In 18 months, with support from EIT Digital, the startup Ariadne Maps has succeeded in signing up big clients like Singapore Airport as well as Edeka and MVV in Germany. It is also expanding its professional relationship with Deutsche Bahn, which is now using Ariadne Maps’ technology across an entire railway line.
Brussels, 10 November 2020 - From Singapore Airport to the Munich Transport and Tariff Association (MVV). From German supermarkets and shopping centres, to the leading DIY and home improvement chain in Greece. Ariadne Maps’ technology is being deployed all over Europe and beyond.
Launched just eighteen months ago, the startup has developed a technology that allows physical-business owners to anonymously analyse people's movements indoors with an accuracy that is up to two orders of magnitude better than GPS. The solution captures the signals smartphones send on different frequencies (GPS, Wi-Fi, GSM, Bluetooth) and uses them to detect people’s movements and location.
The technology was developed as part of the “People Movement Analysis and Optimisation” innovation activity, belonging to the Digital Tech portfolio of the EIT Digital Innovation Factory, and is being deployed across several industries, such as retail, transportation and hospitality.
In the retail sector, location data can be used by stores to optimize almost every aspect of their operations - from staff scheduling to product placement - and to better understand the customer journey inside the company’s premises. Retailers like the Bikini shopping centre in Berlin, are leveraging the startup’s extremely accurate tracking of people’s movements to find out in front of which store and which products people dwell the most, which in turn enables businesses to optimize their layout and their offering.
In times of a pandemic, Ariadne Maps’ tracking technology can also be used by merchants to enforce social distancing in their point of sale, monitoring crowds and preventing people from staying too close to each other. “Edeka, the largest supermarket chain in Germany, asked us to deploy our technology in one of their point of sale precisely for that purpose,” Ariadne Maps’ CEO, Georgios Pipelidis says.
Indoor location tracking can also provide valuable information in the transportation sector. In the case of an airport, like Singapore Changi or London Heathrow, Ariadne Maps helps managers understand how much time it takes passengers to reach the departure gate, from the moment they enter the airport, so that they can identify and remove bottlenecks.
In bus and railways stations, being able to track passengers’ journeys without invading their privacy, as all the data is anonymized, is an extremely valuable asset for transport operators.
Deutsche Bahn, the German railway, signed a contract with Ariadne Maps last year to monitor people movements in a single station. “Since then, the deal has been extended to analyse data from all stations along the Mühldorf-Laufen train line (until the Austrian border).
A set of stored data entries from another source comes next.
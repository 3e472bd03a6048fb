//! Error taxonomy for dataset retrieval.
//!
//! Variants carry string reasons rather than wrapped source errors so the
//! type stays [`Clone`]: the dataset store broadcasts one fetch outcome to
//! every caller waiting on the same dataset, and each of them receives an
//! owned copy.

use thiserror::Error;

use crate::source::DatasetKind;

/// Failure while retrieving or decoding a boundary dataset.
#[derive(Debug, Clone, Error, PartialEq, Eq)]
pub enum GeodataError {
    /// The request never produced an HTTP response (DNS, connect, timeout).
    #[error("transport failure while fetching {kind} dataset: {reason}")]
    Transport {
        /// Dataset that was being fetched.
        kind: DatasetKind,
        /// Transport-level description of the failure.
        reason: String,
    },

    /// The endpoint answered with a non-success status.
    #[error("{kind} dataset request to {url} returned status {status}")]
    Http {
        /// Dataset that was being fetched.
        kind: DatasetKind,
        /// HTTP status code of the response.
        status: u16,
        /// Full URL of the failing request.
        url: String,
    },

    /// The response body was not a decodable feature collection.
    #[error("failed to decode {kind} dataset: {reason}")]
    Decode {
        /// Dataset that was being decoded.
        kind: DatasetKind,
        /// Decoder description of the failure.
        reason: String,
    },

    /// A dataset file could not be read from disk.
    #[error("failed to read {kind} dataset from {path}: {reason}")]
    Io {
        /// Dataset that was being read.
        kind: DatasetKind,
        /// Path of the file that failed.
        path: String,
        /// Filesystem description of the failure.
        reason: String,
    },

    /// An in-memory source has no dataset registered for the kind.
    #[error("no {kind} dataset registered on in-memory source")]
    NotConfigured {
        /// Dataset that was requested.
        kind: DatasetKind,
    },

    /// The source itself is misconfigured (for example a malformed base URL).
    #[error("dataset source misconfigured: {reason}")]
    Configuration {
        /// Description of the configuration problem.
        reason: String,
    },
}
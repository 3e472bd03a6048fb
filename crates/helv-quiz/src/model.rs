//! Quiz modes and targets.

use serde::{Deserialize, Serialize};

use helv_core::GeoId;

/// A selectable quiz configuration.
#[derive(Debug, Clone, PartialEq, Eq, Serialize, Deserialize)]
pub struct QuizMode {
    /// Stable mode identifier, e.g. `ch-cantons`.
    pub id: String,
    /// Display title.
    pub title: String,
    /// One-line description shown on the mode card.
    pub description: String,
    /// Hierarchy scope the quiz map starts on.
    pub start_scope_id: GeoId,
}

/// One thing to find on the map.
#[derive(Debug, Clone, PartialEq, Eq, Serialize, Deserialize)]
pub struct QuizTarget {
    /// Name shown in the question prompt.
    pub name: String,
    /// Hierarchy path to the target, ordered shallow to deep.
    pub path: Vec<GeoId>,
}

impl QuizTarget {
    /// The region that counts as the correct answer: the deepest path
    /// element. `None` for a malformed target with an empty path.
    pub fn answer_id(&self) -> Option<&GeoId> {
        self.path.last()
    }
}
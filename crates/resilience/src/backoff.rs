//! Exponential backoff for failed recovery probes.
//!
//! Invoked exclusively when a half-open probe fails: each consecutive failed
//! recovery attempt doubles the delay the circuit must additionally wait, up
//! to a configured ceiling. The escalation counter lives in the breaker and
//! resets only when the circuit closes.

use std::time::Duration;

/// Computes the escalating delay after repeated probe failures.
///
/// The delay for `n` consecutive failed half-open episodes is
/// `min(base * 2^n, max)`. With base 1s and max 60s the sequence is
/// 2s, 4s, 8s, 16s, 32s, 60s, 60s, ...
#[derive(Debug, Clone, Copy)]
pub struct BackoffPolicy {
    base: Duration,
    max: Duration,
}

impl BackoffPolicy {
    /// Create a policy from a base delay and a ceiling.
    pub fn new(base: Duration, max: Duration) -> Self {
        Self { base, max }
    }

    /// Delay after `consecutive_failures` failed half-open episodes.
    ///
    /// Saturates at the ceiling; large counts never overflow.
    pub fn delay_after(&self, consecutive_failures: u32) -> Duration {
        let factor = match 2u32.checked_pow(consecutive_failures) {
            Some(factor) => factor,
            None => return self.max,
        };
        self.base.checked_mul(factor).map_or(self.max, |delay| delay.min(self.max))
    }
}
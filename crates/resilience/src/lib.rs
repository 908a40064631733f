//! Circuit breaker primitives protecting the relay broadcast fan-out.
//!
//! A breaker guards one repeatedly-invoked I/O operation (for the relay,
//! publishing to the message bus that feeds the WebSocket fan-out) and
//! answers a single question: may this call proceed? Callers report success
//! or failure back, and the breaker trips open after consecutive failures,
//! fails fast while the dependency recovers, then cautiously re-admits
//! probe calls — with exponential backoff when recovery probes keep
//! failing.
//!
//! The breaker never performs, retries, or queues the guarded operation and
//! holds no timers: recovery eligibility is evaluated lazily against a
//! monotonic clock on each permission check.
//!
//! ```
//! use relay_resilience::{CircuitBreaker, CircuitBreakerConfig};
//!
//! let breaker = CircuitBreaker::new("bus", CircuitBreakerConfig::default())?;
//! if breaker.can_execute() {
//!     match publish() {
//!         Ok(()) => breaker.record_success(),
//!         Err(_) => breaker.record_failure(),
//!     }
//! } else {
//!     // degrade gracefully: skip the broadcast, log a warning
//! }
//! # fn publish() -> Result<(), std::io::Error> { Ok(()) }
//! # Ok::<(), relay_resilience::ConfigError>(())
//! ```

#![forbid(unsafe_code)]
#![warn(rust_2018_idioms)]
#![warn(clippy::all, clippy::perf, clippy::complexity, clippy::suspicious)]

pub mod backoff;
pub mod breaker;
pub mod clock;
pub mod config;
pub mod registry;
pub mod status;

// Re-export commonly used types for convenience
// ------------------------------
pub use backoff::BackoffPolicy;
pub use breaker::{CircuitBreaker, CircuitBreakerCore, CircuitState};
pub use clock::{Clock, MockClock, SystemClock};
pub use config::{
    CircuitBreakerConfig, CircuitBreakerConfigBuilder, ConfigError, ConfigResult,
};
pub use registry::BreakerRegistry;
pub use status::{BackoffSnapshot, BreakerSnapshot};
We’re discussing a further extension to other 300 stations,” Pipelidis says. This will help the German railway company solve a longstanding issue that affects stations located at German borders: how to differentiate between passengers who are continuing their journey, or staying in town. This is valuable data, given that, when a single ticket is used by a commuting passenger, revenue sharing between railway companies of different nations (or between different companies of the same nation), depends on being able to identify and track a traveller’s journey.
In the hospitality sector, the startup’s technology can help hotel managers see at a glance how the flow of guests is spread across a certain timeframe, and in which common areas. This is especially valuable for large buildings, hosting hundreds of guests and containing sport and wellness areas, stores and other facilities; by leveraging this information hotel managers can, for instance, minimize the queues in certain areas, such as the food counter, allocate their staff where they are needed the most and clean their spaces not based on hourly schedule, but on use frequency. Ariadne Maps has signed deals with hotels in the Emirates, such as the Atlantis The Palm Hotel in Dubai.
In addition to the above successes, the startup is adapting its technology so that it can be exploited in other sectors, such as automotive. It will be optimized so that it can gather signals coming from cars in parking places, to analyse occupancy and flow rates. Ariadne Maps’ exciting journey has still a long way to go.